[Saved data entries]
//! The `quizforge init` command.

use anyhow::Result;

pub fn execute() -> Result<()> {
    // Create quizforge.toml
    if std::path::Path::new("quizforge.toml").exists() {
        println!("quizforge.toml already exists, skipping.");
    } else {
        std::fs::write("quizforge.toml", SAMPLE_CONFIG)?;
        println!("Created quizforge.toml");
    }

    // Create example format template
    if std::path::Path::new("template.json").exists() {
        println!("template.json already exists, skipping.");
    } else {
        std::fs::write("template.json", EXAMPLE_TEMPLATE)?;
        println!("Created template.json");
    }

    println!("\nNext steps:");
    println!("  1. Edit quizforge.toml with your API keys");
    println!("  2. Run: quizforge validate-template --template template.json");
    println!("  3. Run: quizforge generate --input notes.txt --count 5 --subject Science");

    Ok(())
}

const SAMPLE_CONFIG: &str = r#"# quizforge configuration

default_provider = "openai"
default_model = "gpt-3.5-turbo"
default_temperature = 0.7
default_max_tokens = 2048

[providers.openai]
type = "openai"
api_key = "${OPENAI_API_KEY}"

[providers.anthropic]
type = "anthropic"
api_key = "${ANTHROPIC_API_KEY}"

[providers.ollama]
type = "ollama"
base_url = "http://localhost:11434"
"#;

const EXAMPLE_TEMPLATE: &str = r#"{
  "1": {
    "no": "1",
    "mcq": "multiple choice question",
    "options": {
      "a": "choice here",
      "b": "choice here",
      "c": "choice here",
      "d": "choice here"
    },
    "correct": "correct answer"
  },
  "2": {
    "no": "2",
    "mcq": "multiple choice question",
    "options": {
      "a": "choice here",
      "b": "choice here",
      "c": "choice here",
      "d": "choice here"
    },
    "correct": "correct answer"
  },
  "3": {
    "no": "3",
    "mcq": "multiple choice question",
    "options": {
      "a": "choice here",
      "b": "choice here",
      "c": "choice here",
      "d": "choice here"
    },
    "correct": "correct answer"
  }
}
"#;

• [What the task requires] How many lines in the records above contain the word "Path"? Answer with the number alone.

• [Answer area] 2